YOUR ASSIGNMENT
Reproduce all the data verbatim.

==================================================

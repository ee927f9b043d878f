//! Lenient deserializers for the numeric fields of the catalog API.
//!
//! The API is not consistent about numbers: prices arrive as JSON numbers on some
//! products and as numeric strings on others, and an empty string stands in for
//! "no discount".

use rust_decimal::prelude::ToPrimitive;
use rust_decimal::Decimal;
use serde::de::Error as _;
use serde::{Deserialize, Deserializer};
use std::str::FromStr;

#[derive(Deserialize)]
#[serde(untagged)]
enum RawAmount {
    Number(serde_json::Number),
    Text(String),
}

fn parse_decimal(text: &str) -> Result<Decimal, String> {
    Decimal::from_str(text)
        .or_else(|_| Decimal::from_scientific(text))
        .map_err(|e| format!("invalid amount {text:?}: {e}"))
}

impl RawAmount {
    fn into_decimal(self) -> Result<Option<Decimal>, String> {
        match self {
            RawAmount::Number(number) => parse_decimal(&number.to_string()).map(Some),
            RawAmount::Text(text) => {
                let text = text.trim();
                if text.is_empty() {
                    Ok(None)
                } else {
                    parse_decimal(text).map(Some)
                }
            }
        }
    }
}

/// A required, non-negative amount.
pub fn non_negative<'de, D>(deserializer: D) -> Result<Decimal, D::Error>
where
    D: Deserializer<'de>,
{
    let amount = RawAmount::deserialize(deserializer)?
        .into_decimal()
        .map_err(D::Error::custom)?
        .ok_or_else(|| D::Error::custom("amount is empty"))?;
    if amount.is_sign_negative() && !amount.is_zero() {
        return Err(D::Error::custom(format!("amount must not be negative: {amount}")));
    }
    Ok(amount)
}

/// An amount that may be absent, `null` or an empty string.
pub fn optional<'de, D>(deserializer: D) -> Result<Option<Decimal>, D::Error>
where
    D: Deserializer<'de>,
{
    match Option::<RawAmount>::deserialize(deserializer)? {
        Some(raw) => raw.into_decimal().map_err(D::Error::custom),
        None => Ok(None),
    }
}

/// A non-negative whole count, given as a number or a numeric string.
pub fn count<'de, D>(deserializer: D) -> Result<u32, D::Error>
where
    D: Deserializer<'de>,
{
    let amount = non_negative(deserializer)?;
    if !amount.fract().is_zero() {
        return Err(D::Error::custom(format!("count must be a whole number: {amount}")));
    }
    amount
        .to_u32()
        .ok_or_else(|| D::Error::custom(format!("count out of range: {amount}")))
}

==================================================

FINISHED EXERCISE
repository ee927f9b043d878f
//! Lenient deserializers for the numeric fields of the catalog API.
//!
//! The API is not consistent about numbers: prices arrive as JSON numbers on some
//! products and as numeric strings on others, and an empty string stands in for
//! "no discount".

use rust_decimal::prelude::ToPrimitive;
use rust_decimal::Decimal;
use serde::de::Error as _;
use serde::{Deserialize, Deserializer};
use std::str::FromStr;

#[derive(Deserialize)]
#[serde(untagged)]
enum RawAmount {
    Number(serde_json::Number),
    Text(String),
}

fn parse_decimal(text: &str) -> Result<Decimal, String> {
    Decimal::from_str(text)
        .or_else(|_| Decimal::from_scientific(text))
        .map_err(|e| format!("invalid amount {text:?}: {e}"))
}

impl RawAmount {
    fn into_decimal(self) -> Result<Option<Decimal>, String> {
        match self {
            RawAmount::Number(number) => parse_decimal(&number.to_string()).map(Some),
            RawAmount::Text(text) => {
                let text = text.trim();
                if text.is_empty() {
                    Ok(None)
                } else {
                    parse_decimal(text).map(Some)
                }
            }
        }
    }
}

/// A required, non-negative amount.
pub fn non_negative<'de, D>(deserializer: D) -> Result<Decimal, D::Error>
where
    D: Deserializer<'de>,
{
    let amount = RawAmount::deserialize(deserializer)?
        .into_decimal()
        .map_err(D::Error::custom)?
        .ok_or_else(|| D::Error::custom("amount is empty"))?;
    if amount.is_sign_negative() && !amount.is_zero() {
        return Err(D::Error::custom(format!("amount must not be negative: {amount}")));
    }
    Ok(amount)
}

/// An amount that may be absent, `null` or an empty string.
pub fn optional<'de, D>(deserializer: D) -> Result<Option<Decimal>, D::Error>
where
    D: Deserializer<'de>,
{
    match Option::<RawAmount>::deserialize(deserializer)? {
        Some(raw) => raw.into_decimal().map_err(D::Error::custom),
        None => Ok(None),
    }
}

/// A non-negative whole count, given as a number or a numeric string.
pub fn count<'de, D>(deserializer: D) -> Result<u32, D::Error>
where
    D: Deserializer<'de>,
{
    let amount = non_negative(deserializer)?;
    if !amount.fract().is_zero() {
        return Err(D::Error::custom(format!("count must be a whole number: {amount}")));
    }
    amount
        .to_u32()
        .ok_or_else(|| D::Error::custom(format!("count out of range: {amount}")))
}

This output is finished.